Record set -

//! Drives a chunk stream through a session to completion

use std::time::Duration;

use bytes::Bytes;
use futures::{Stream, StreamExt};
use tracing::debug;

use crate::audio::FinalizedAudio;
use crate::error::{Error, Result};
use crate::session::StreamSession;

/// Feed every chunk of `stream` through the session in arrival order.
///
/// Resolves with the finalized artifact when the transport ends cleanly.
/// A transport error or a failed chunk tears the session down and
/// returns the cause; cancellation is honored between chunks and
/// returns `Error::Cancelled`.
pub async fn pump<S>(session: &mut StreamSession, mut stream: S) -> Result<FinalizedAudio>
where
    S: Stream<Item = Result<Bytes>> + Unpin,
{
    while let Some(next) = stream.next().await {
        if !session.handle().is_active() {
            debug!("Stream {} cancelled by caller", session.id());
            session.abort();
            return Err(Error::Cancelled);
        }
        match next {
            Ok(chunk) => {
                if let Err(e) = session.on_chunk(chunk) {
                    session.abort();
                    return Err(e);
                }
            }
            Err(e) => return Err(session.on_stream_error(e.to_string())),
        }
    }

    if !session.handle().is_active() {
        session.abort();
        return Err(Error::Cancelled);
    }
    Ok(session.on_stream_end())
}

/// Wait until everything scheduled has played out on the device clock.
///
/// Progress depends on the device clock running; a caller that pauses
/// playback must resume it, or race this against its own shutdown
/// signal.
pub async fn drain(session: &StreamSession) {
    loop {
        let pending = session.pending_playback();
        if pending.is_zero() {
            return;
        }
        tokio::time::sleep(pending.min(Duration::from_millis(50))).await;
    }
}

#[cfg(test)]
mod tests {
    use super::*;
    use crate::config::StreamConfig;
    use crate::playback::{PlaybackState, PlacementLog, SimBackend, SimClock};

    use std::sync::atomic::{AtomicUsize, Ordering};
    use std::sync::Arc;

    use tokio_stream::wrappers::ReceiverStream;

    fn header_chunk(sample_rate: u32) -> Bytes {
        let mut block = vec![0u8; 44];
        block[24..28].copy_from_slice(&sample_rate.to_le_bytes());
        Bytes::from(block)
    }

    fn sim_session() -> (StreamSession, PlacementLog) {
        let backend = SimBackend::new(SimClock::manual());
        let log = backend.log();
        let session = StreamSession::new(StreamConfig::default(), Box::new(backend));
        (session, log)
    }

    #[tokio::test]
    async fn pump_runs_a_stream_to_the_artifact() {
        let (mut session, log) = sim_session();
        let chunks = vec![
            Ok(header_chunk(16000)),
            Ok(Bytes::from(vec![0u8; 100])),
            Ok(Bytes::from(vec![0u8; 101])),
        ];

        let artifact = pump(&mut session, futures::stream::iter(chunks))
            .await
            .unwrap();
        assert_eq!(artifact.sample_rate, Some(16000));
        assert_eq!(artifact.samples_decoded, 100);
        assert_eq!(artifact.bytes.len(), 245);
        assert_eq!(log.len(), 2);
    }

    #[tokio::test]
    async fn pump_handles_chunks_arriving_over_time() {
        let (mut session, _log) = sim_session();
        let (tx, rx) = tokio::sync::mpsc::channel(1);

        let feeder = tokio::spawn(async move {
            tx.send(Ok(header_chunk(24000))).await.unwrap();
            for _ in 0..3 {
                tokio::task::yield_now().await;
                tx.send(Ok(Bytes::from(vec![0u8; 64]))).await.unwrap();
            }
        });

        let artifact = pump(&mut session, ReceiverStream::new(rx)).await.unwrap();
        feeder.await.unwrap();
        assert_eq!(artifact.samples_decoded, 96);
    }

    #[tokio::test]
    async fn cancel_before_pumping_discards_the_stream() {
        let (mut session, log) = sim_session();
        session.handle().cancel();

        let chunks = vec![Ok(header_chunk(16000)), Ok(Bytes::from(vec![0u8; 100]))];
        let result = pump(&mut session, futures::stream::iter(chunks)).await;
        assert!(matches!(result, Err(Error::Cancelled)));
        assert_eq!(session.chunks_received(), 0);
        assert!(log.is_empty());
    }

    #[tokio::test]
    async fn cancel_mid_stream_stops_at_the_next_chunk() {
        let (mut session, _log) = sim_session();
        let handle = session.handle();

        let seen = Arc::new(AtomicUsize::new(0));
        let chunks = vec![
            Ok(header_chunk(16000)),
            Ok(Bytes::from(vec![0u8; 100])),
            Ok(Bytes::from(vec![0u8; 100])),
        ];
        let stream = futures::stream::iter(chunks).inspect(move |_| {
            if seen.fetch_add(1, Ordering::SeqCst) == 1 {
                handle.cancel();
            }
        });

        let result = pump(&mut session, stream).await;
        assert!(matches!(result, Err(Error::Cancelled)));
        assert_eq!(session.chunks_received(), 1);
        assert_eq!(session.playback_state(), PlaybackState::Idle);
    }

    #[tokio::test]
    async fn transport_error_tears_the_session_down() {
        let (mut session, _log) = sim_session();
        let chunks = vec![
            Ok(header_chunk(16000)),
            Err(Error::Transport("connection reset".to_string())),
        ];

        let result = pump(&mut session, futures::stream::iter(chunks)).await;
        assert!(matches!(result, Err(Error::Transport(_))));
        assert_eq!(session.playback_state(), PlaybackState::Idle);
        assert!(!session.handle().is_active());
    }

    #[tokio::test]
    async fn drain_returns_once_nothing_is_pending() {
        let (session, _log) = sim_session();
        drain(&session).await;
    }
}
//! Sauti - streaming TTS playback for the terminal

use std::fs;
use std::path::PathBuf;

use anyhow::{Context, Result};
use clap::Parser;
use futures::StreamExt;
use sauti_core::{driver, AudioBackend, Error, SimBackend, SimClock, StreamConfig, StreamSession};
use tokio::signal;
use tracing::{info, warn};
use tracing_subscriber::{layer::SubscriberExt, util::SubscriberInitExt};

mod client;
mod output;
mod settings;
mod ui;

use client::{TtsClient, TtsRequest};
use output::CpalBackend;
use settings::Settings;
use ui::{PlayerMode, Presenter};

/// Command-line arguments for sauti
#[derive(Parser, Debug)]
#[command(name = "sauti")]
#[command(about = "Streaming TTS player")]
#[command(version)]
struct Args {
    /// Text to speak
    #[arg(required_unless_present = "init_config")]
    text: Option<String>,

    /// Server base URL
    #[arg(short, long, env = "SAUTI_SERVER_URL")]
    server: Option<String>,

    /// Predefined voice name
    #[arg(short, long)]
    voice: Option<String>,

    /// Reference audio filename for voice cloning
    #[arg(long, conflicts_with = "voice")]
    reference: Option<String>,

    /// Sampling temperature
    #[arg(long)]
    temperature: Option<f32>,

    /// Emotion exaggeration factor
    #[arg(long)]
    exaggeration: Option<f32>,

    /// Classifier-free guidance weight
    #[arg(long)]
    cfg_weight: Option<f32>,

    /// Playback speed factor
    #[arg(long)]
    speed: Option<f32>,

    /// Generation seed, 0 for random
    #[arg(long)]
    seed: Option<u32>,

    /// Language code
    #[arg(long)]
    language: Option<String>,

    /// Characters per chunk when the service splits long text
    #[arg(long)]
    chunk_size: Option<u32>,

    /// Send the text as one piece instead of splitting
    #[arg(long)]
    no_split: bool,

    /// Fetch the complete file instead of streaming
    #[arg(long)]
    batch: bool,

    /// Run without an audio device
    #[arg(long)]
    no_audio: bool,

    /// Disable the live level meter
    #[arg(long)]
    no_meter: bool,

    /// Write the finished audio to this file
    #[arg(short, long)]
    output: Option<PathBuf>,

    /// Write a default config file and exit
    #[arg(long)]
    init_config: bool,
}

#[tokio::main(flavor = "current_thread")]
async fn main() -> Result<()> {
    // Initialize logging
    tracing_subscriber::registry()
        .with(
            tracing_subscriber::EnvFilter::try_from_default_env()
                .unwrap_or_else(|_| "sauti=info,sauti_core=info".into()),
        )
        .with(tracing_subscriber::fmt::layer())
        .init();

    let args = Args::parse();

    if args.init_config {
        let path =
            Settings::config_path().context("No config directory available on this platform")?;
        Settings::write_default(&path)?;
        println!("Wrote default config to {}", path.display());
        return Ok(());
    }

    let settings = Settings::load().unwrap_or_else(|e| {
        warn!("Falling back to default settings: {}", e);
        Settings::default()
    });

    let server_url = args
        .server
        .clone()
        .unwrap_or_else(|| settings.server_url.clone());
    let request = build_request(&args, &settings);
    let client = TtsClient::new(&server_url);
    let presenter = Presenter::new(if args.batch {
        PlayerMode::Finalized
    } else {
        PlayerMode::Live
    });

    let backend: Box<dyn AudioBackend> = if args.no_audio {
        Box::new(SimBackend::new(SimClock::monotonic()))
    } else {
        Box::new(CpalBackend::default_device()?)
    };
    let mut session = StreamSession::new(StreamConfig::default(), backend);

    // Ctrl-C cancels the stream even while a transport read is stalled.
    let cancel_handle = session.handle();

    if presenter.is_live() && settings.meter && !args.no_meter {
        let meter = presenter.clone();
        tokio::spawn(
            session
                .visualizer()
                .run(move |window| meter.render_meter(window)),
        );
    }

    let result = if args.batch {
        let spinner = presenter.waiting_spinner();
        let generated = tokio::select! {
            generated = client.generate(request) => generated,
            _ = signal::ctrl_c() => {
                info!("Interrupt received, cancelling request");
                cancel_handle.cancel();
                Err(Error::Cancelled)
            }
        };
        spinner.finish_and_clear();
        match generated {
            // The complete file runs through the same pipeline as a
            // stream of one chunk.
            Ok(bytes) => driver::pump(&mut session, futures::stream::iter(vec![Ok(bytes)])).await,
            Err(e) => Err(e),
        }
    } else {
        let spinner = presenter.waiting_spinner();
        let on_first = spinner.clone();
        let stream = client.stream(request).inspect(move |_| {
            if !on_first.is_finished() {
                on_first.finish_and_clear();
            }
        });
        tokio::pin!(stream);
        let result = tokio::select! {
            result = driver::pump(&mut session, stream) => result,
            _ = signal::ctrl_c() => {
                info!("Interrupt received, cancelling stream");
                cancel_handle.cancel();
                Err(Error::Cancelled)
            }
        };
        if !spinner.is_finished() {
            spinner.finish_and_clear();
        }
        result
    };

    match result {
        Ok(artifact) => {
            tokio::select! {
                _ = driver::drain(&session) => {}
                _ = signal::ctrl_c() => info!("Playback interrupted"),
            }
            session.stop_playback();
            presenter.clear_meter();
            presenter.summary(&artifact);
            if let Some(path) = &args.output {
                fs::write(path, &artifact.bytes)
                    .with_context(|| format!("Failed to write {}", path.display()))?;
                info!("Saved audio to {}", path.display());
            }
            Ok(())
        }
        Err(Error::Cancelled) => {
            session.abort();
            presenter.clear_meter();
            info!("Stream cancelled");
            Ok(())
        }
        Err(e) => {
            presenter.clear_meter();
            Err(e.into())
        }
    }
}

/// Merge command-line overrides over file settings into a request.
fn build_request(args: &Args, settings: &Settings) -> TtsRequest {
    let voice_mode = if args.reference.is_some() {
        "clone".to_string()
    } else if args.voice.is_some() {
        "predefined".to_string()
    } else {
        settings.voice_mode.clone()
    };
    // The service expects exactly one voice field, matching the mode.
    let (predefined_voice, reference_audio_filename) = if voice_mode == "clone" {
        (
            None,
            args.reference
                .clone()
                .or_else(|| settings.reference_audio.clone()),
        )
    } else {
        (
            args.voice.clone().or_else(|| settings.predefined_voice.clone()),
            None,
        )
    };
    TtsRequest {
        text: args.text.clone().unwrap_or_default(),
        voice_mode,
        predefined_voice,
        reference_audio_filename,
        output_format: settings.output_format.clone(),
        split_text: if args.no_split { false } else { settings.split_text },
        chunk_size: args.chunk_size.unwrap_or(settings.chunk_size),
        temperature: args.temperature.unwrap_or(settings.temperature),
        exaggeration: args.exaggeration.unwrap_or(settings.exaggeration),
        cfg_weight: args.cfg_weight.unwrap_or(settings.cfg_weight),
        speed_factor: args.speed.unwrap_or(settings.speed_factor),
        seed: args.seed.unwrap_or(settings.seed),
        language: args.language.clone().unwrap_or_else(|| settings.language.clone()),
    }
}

Task description -
Will you return exactly the lines above from the one with "if presenter.is_live() &&" down to the one with "on_first.finish_and_clear();", counting both as part of the range?

Task solution -
    if presenter.is_live() && settings.meter && !args.no_meter {
        let meter = presenter.clone();
        tokio::spawn(
            session
                .visualizer()
                .run(move |window| meter.render_meter(window)),
        );
    }

    let result = if args.batch {
        let spinner = presenter.waiting_spinner();
        let generated = tokio::select! {
            generated = client.generate(request) => generated,
            _ = signal::ctrl_c() => {
                info!("Interrupt received, cancelling request");
                cancel_handle.cancel();
                Err(Error::Cancelled)
            }
        };
        spinner.finish_and_clear();
        match generated {
            // The complete file runs through the same pipeline as a
            // stream of one chunk.
            Ok(bytes) => driver::pump(&mut session, futures::stream::iter(vec![Ok(bytes)])).await,
            Err(e) => Err(e),
        }
    } else {
        let spinner = presenter.waiting_spinner();
        let on_first = spinner.clone();
        let stream = client.stream(request).inspect(move |_| {
            if !on_first.is_finished() {
                on_first.finish_and_clear();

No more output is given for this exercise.